| WORK INSTRUCTIONS |
The span to repeat in the listing below runs from the line containing "self.clients.read().await.keys().cloned().collect()" to the line containing "filename src/transport.rs", inclusive. Repeat it exactly, and only it.
====
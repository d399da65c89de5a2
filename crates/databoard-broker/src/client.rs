//! Client Registry
//!
//! Connected clients are tracked by identifier with an opaque
//! send-handle. The broker never inspects a handle beyond calling
//! [`ClientHandle::send`].

use std::collections::HashMap;
use std::sync::Arc;

use tokio::sync::RwLock;
use tracing::{error, info};

use crate::error::{Error, Result};
use crate::message::BusMessage;

/// Opaque capability for delivering a named event to one remote endpoint.
///
/// Delivery is best-effort: failures are reported to the caller, which
/// logs them, and are never retried.
pub trait ClientHandle: Send + Sync {
    /// Deliver `message` under `event` to the remote endpoint.
    fn send(&self, event: &str, message: &BusMessage) -> Result<()>;
}

/// Registry of connected clients keyed by identifier.
#[derive(Clone, Default)]
pub struct ClientRegistry {
    clients: Arc<RwLock<HashMap<String, Arc<dyn ClientHandle>>>>,
}

impl ClientRegistry {
    /// Create an empty registry.
    #[must_use]
    pub fn new() -> Self {
        Self::default()
    }

    /// Register a connected client's send-handle under `id`.
    pub async fn add(&self, id: impl Into<String>, handle: Arc<dyn ClientHandle>) -> Result<()> {
        let id = id.into();
        let mut clients = self.clients.write().await;
        if clients.contains_key(&id) {
            let err = Error::DuplicateClient(id);
            error!("{err}");
            return Err(err);
        }

        info!("Client #{id} connected");
        clients.insert(id, handle);
        Ok(())
    }

    /// Remove a client if present. Removing an absent id is a no-op at
    /// this layer; the subscription manager owns any warning.
    pub async fn remove(&self, id: &str) {
        if self.clients.write().await.remove(id).is_some() {
            info!("Client #{id} disconnected");
        }
    }

    /// Whether a client is registered under `id`.
    pub async fn contains(&self, id: &str) -> bool {
        self.clients.read().await.contains_key(id)
    }

    /// Look up a client's send-handle.
    pub async fn get(&self, id: &str) -> Option<Arc<dyn ClientHandle>> {
        self.clients.read().await.get(id).cloned()
    }

    /// Number of connected clients.
    pub async fn count(&self) -> usize {
        self.clients.read().await.len()
    }

    /// Ids of all connected clients.
    pub async fn ids(&self) -> Vec<String> {
        self.clients.read().await.keys().cloned().collect()
    }

    /// Snapshot of all connected clients and their handles.
    pub async fn list(&self) -> HashMap<String, Arc<dyn ClientHandle>> {
        self.clients.read().await.clone()
    }
}
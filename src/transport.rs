//! WebSocket Transport Adapter
//!
//! Wires inbound connection, disconnect, subscribe and unsubscribe
//! events to the broker's public operations. Each connection gets a
//! generated client id, a send-handle backed by an outbound channel and
//! a writer task draining that channel into the socket.

use std::sync::Arc;

use axum::extract::ws::{Message, WebSocket, WebSocketUpgrade};
use axum::response::IntoResponse;
use axum::Extension;
use databoard_broker::{Broker, BusMessage, ClientHandle, Error, SubscriptionRequest};
use futures::{SinkExt, StreamExt};
use serde::{Deserialize, Serialize};
use tokio::sync::mpsc;
use tracing::{debug, info, warn};
use uuid::Uuid;

/// Frames accepted from remote clients.
#[derive(Debug, Clone, Serialize, Deserialize)]
#[serde(tag = "event", content = "payload")]
pub enum ClientFrame {
    /// Request to join a subscription.
    #[serde(rename = "api.subscription")]
    Subscription(SubscriptionRequest),

    /// Request to leave a subscription.
    #[serde(rename = "api.unsubscription")]
    Unsubscription(UnsubscriptionRequest),
}

/// Payload of an `api.unsubscription` frame.
#[derive(Debug, Clone, Serialize, Deserialize)]
pub struct UnsubscriptionRequest {
    /// Subscription id to leave.
    pub id: String,
}

/// Frame delivered to remote clients.
#[derive(Debug, Serialize)]
struct ServerFrame<'a> {
    event: &'a str,
    payload: &'a BusMessage,
}

/// Send-handle delivering broker events through the connection's writer
/// task.
struct WsClientHandle {
    client_id: String,
    tx: mpsc::UnboundedSender<String>,
}

impl ClientHandle for WsClientHandle {
    fn send(&self, event: &str, message: &BusMessage) -> databoard_broker::Result<()> {
        let send_failed = || Error::SendFailed {
            client: self.client_id.clone(),
            event: event.to_string(),
        };

        let frame = serde_json::to_string(&ServerFrame {
            event,
            payload: message,
        })
        .map_err(|_| send_failed())?;

        self.tx.send(frame).map_err(|_| send_failed())
    }
}

/// WebSocket upgrade handler.
pub async fn ws_handler(
    ws: WebSocketUpgrade,
    Extension(broker): Extension<Broker>,
) -> impl IntoResponse {
    ws.on_upgrade(move |socket| handle_socket(socket, broker))
}

/// Drive one client connection for its lifetime.
async fn handle_socket(socket: WebSocket, broker: Broker) {
    let client_id = Uuid::new_v4().to_string();
    let (mut sender, mut receiver) = socket.split();
    let (tx, mut rx) = mpsc::unbounded_channel::<String>();

    let handle = WsClientHandle {
        client_id: client_id.clone(),
        tx,
    };
    if let Err(err) = broker.add_client(&client_id, Arc::new(handle)).await {
        warn!("Rejecting connection: {err}");
        return;
    }

    let writer = tokio::spawn(async move {
        while let Some(frame) = rx.recv().await {
            if sender.send(Message::Text(frame)).await.is_err() {
                break;
            }
        }
    });

    while let Some(message) = receiver.next().await {
        match message {
            Ok(Message::Text(text)) => handle_frame(&broker, &client_id, &text).await,
            Ok(Message::Close(_)) => {
                info!("WebSocket closed by client #{client_id}");
                break;
            }
            Ok(_) => {}
            Err(err) => {
                warn!("WebSocket error for client #{client_id}: {err}");
                break;
            }
        }
    }

    writer.abort();
    broker.remove_client(&client_id).await;
}

/// Route one inbound frame to the broker.
///
/// Integration errors stay server-side; the remote client only ever
/// observes `api.data` and `api.error` events.
async fn handle_frame(broker: &Broker, client_id: &str, text: &str) {
    match serde_json::from_str::<ClientFrame>(text) {
        Ok(ClientFrame::Subscription(request)) => {
            if let Err(err) = broker.subscribe(client_id, request).await {
                debug!("Rejected subscription from client #{client_id}: {err}");
            }
        }
        Ok(ClientFrame::Unsubscription(request)) => {
            broker.unsubscribe(client_id, &request.id).await;
        }
        Err(err) => {
            warn!("Discarding invalid frame from client #{client_id}: {err}");
        }
    }
}
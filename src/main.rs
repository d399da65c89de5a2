//! Databoard - Real-Time Dashboard Data Broker
//!
//! CLI entry point for the databoard server.

#![forbid(unsafe_code)]

use anyhow::Result;
use clap::Parser;
use tracing_subscriber::{layer::SubscriberExt, util::SubscriberInitExt};

mod providers;
mod server;
mod transport;

/// Command-line options for the databoard server.
#[derive(Debug, Parser)]
#[command(name = "databoard", version, about = "Real-time dashboard data broker")]
struct Cli {
    /// Override the configured listen host
    #[arg(long)]
    host: Option<String>,

    /// Override the configured listen port
    #[arg(long)]
    port: Option<u16>,
}

#[tokio::main]
async fn main() -> Result<()> {
    let _ = dotenvy::dotenv();

    tracing_subscriber::registry()
        .with(
            tracing_subscriber::EnvFilter::try_from_default_env()
                .unwrap_or_else(|_| "databoard=info,databoard_broker=info,tower_http=info".into()),
        )
        .with(tracing_subscriber::fmt::layer())
        .init();

    let cli = Cli::parse();
    server::run(cli.host, cli.port).await
}
// receipt-client/tests/common/mod.rs
// Fake template API and print bridge built as axum Routers

#![allow(dead_code)]

use std::sync::Arc;
use std::sync::atomic::{AtomicUsize, Ordering};
use std::time::Duration;

use axum::extract::State;
use axum::http::StatusCode;
use axum::response::{IntoResponse, Response};
use axum::routing::{get, post};
use axum::{Json, Router};
use parking_lot::Mutex;
use receipt_client::{ClientConfig, OneshotHttpClient, ReceiptClient};
use serde_json::{Value, json};

/// Canned answer of one endpoint
#[derive(Debug, Clone)]
pub enum Reply {
    Json(StatusCode, Value),
    Text(StatusCode, &'static str),
    /// Sleep, then answer 200 with the value
    Slow(Duration, Value),
}

impl Reply {
    pub fn ok(value: Value) -> Self {
        Reply::Json(StatusCode::OK, value)
    }

    async fn respond(self) -> Response {
        match self {
            Reply::Json(status, body) => (status, Json(body)).into_response(),
            Reply::Text(status, body) => (status, body).into_response(),
            Reply::Slow(delay, body) => {
                tokio::time::sleep(delay).await;
                Json(body).into_response()
            }
        }
    }
}

/// Shared state of a fake service: replies + what was received
#[derive(Debug, Clone)]
pub struct FakeState {
    pub templates: Arc<Mutex<Reply>>,
    pub health: Arc<Mutex<Reply>>,
    pub print: Arc<Mutex<Reply>>,
    pub template_hits: Arc<AtomicUsize>,
    pub print_hits: Arc<AtomicUsize>,
    pub bodies: Arc<Mutex<Vec<(String, Value)>>>,
}

impl Default for FakeState {
    fn default() -> Self {
        Self {
            templates: Arc::new(Mutex::new(Reply::ok(json!([])))),
            health: Arc::new(Mutex::new(Reply::ok(healthy()))),
            print: Arc::new(Mutex::new(Reply::ok(json!({ "message": "printed" })))),
            template_hits: Arc::new(AtomicUsize::new(0)),
            print_hits: Arc::new(AtomicUsize::new(0)),
            bodies: Arc::new(Mutex::new(Vec::new())),
        }
    }
}

impl FakeState {
    pub fn set_templates(&self, reply: Reply) {
        *self.templates.lock() = reply;
    }

    pub fn set_health(&self, reply: Reply) {
        *self.health.lock() = reply;
    }

    pub fn set_print(&self, reply: Reply) {
        *self.print.lock() = reply;
    }

    pub fn template_hits(&self) -> usize {
        self.template_hits.load(Ordering::SeqCst)
    }

    pub fn print_hits(&self) -> usize {
        self.print_hits.load(Ordering::SeqCst)
    }

    /// (path, body) of every print request, oldest first
    pub fn received(&self) -> Vec<(String, Value)> {
        self.bodies.lock().clone()
    }
}

pub fn healthy() -> Value {
    json!({ "status": "ok", "printer_ready": true, "timestamp": "2026-10-16T09:00:00Z" })
}

pub fn template_collection() -> Value {
    json!([
        {
            "id": 1,
            "name": "Старый шаблон",
            "is_used": false,
            "style": { "global": { "width": 80 }, "components": [] }
        },
        {
            "id": 2,
            "name": "H-58C",
            "is_used": true,
            "style": {
                "global": { "width": 58, "font_family": "monospace" },
                "components": [
                    { "id": "totals", "type": "totals", "order": 3, "enabled": true },
                    { "id": "logo", "type": "image", "order": 0, "enabled": false },
                    { "id": "header", "type": "header", "order": 1, "enabled": true }
                ]
            }
        }
    ])
}

async fn templates(State(state): State<FakeState>) -> Response {
    state.template_hits.fetch_add(1, Ordering::SeqCst);
    let reply = state.templates.lock().clone();
    reply.respond().await
}

async fn health(State(state): State<FakeState>) -> Response {
    let reply = state.health.lock().clone();
    reply.respond().await
}

async fn record(state: &FakeState, path: &str, body: Value) -> Response {
    state.print_hits.fetch_add(1, Ordering::SeqCst);
    state.bodies.lock().push((path.to_string(), body));
    let reply = state.print.lock().clone();
    reply.respond().await
}

async fn print_sale(State(state): State<FakeState>, Json(body): Json<Value>) -> Response {
    record(&state, "/print-sale-receipt", body).await
}

async fn print_shift(State(state): State<FakeState>, Json(body): Json<Value>) -> Response {
    record(&state, "/print-shift-closure", body).await
}

async fn test_print(State(state): State<FakeState>) -> Response {
    record(&state, "/test-print", Value::Null).await
}

/// Template API + bridge endpoints on one router
pub fn router(state: FakeState) -> Router {
    Router::new()
        .route("/api/v1/receipt/template/", get(templates))
        .route("/health", get(health))
        .route("/print-sale-receipt", post(print_sale))
        .route("/print-shift-closure", post(print_shift))
        .route("/test-print", post(test_print))
        .with_state(state)
}

/// Receipt client whose both transports hit the fake router
pub fn client(state: &FakeState) -> ReceiptClient<OneshotHttpClient> {
    let http = OneshotHttpClient::new(router(state.clone()));
    ReceiptClient::with_transports(http.clone(), http, &ClientConfig::default())
}
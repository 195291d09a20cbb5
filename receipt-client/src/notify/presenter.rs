//! Notification presenter

use std::sync::Arc;
use std::time::Duration;

use parking_lot::Mutex;
use shared::models::PrintOutcome;
use tracing::debug;

use super::scheduler::{Scheduler, TimerHandle};
use super::surface::{Notification, NotificationId, NotificationSurface};

/// Shows one transient notification per print outcome
///
/// Each notification removes itself after `ttl`; no queueing or dedup.
#[derive(Clone)]
pub struct NotificationPresenter {
    surface: Arc<dyn NotificationSurface>,
    scheduler: Arc<dyn Scheduler>,
    ttl: Duration,
}

impl NotificationPresenter {
    pub const DEFAULT_TTL: Duration = Duration::from_secs(5);

    pub fn new(surface: Arc<dyn NotificationSurface>, scheduler: Arc<dyn Scheduler>) -> Self {
        Self {
            surface,
            scheduler,
            ttl: Self::DEFAULT_TTL,
        }
    }

    pub fn with_ttl(mut self, ttl: Duration) -> Self {
        self.ttl = ttl;
        self
    }

    pub fn show(&self, outcome: &PrintOutcome) -> NotificationHandle {
        let notification = Notification::from_outcome(outcome);
        let id = notification.id;
        self.surface.insert(notification);
        debug!(%id, success = outcome.success, "Notification shown");

        let surface = self.surface.clone();
        let timer = self.scheduler.schedule(
            self.ttl,
            Box::new(move || {
                if surface.remove(id) {
                    debug!(%id, "Notification expired");
                }
            }),
        );

        NotificationHandle {
            id,
            surface: self.surface.clone(),
            timer: Mutex::new(timer),
        }
    }
}

impl std::fmt::Debug for NotificationPresenter {
    fn fmt(&self, f: &mut std::fmt::Formatter<'_>) -> std::fmt::Result {
        f.debug_struct("NotificationPresenter")
            .field("ttl", &self.ttl)
            .finish_non_exhaustive()
    }
}

/// A displayed notification
pub struct NotificationHandle {
    id: NotificationId,
    surface: Arc<dyn NotificationSurface>,
    timer: Mutex<TimerHandle>,
}

impl NotificationHandle {
    pub fn id(&self) -> NotificationId {
        self.id
    }

    /// Early dismissal (click). Safe to call after expiry or repeatedly.
    pub fn dismiss(&self) {
        self.timer.lock().cancel();
        if self.surface.remove(self.id) {
            debug!(id = %self.id, "Notification dismissed");
        }
    }
}

impl std::fmt::Debug for NotificationHandle {
    fn fmt(&self, f: &mut std::fmt::Formatter<'_>) -> std::fmt::Result {
        f.debug_struct("NotificationHandle")
            .field("id", &self.id)
            .finish_non_exhaustive()
    }
}
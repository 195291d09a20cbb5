//! Shared types for the receipt printing workspace
//!
//! Wire models exchanged with the template API and the print bridge,
//! plus the uniform print outcome shown to the operator.

pub mod models;

// Re-exports
pub use serde::{Deserialize, Serialize};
====
| RESULT |
        self.clients.read().await.keys().cloned().collect()
    }

    /// Snapshot of all connected clients and their handles.
    pub async fn list(&self) -> HashMap<String, Arc<dyn ClientHandle>> {
        self.clients.read().await.clone()
    }
}
filename src/transport.rs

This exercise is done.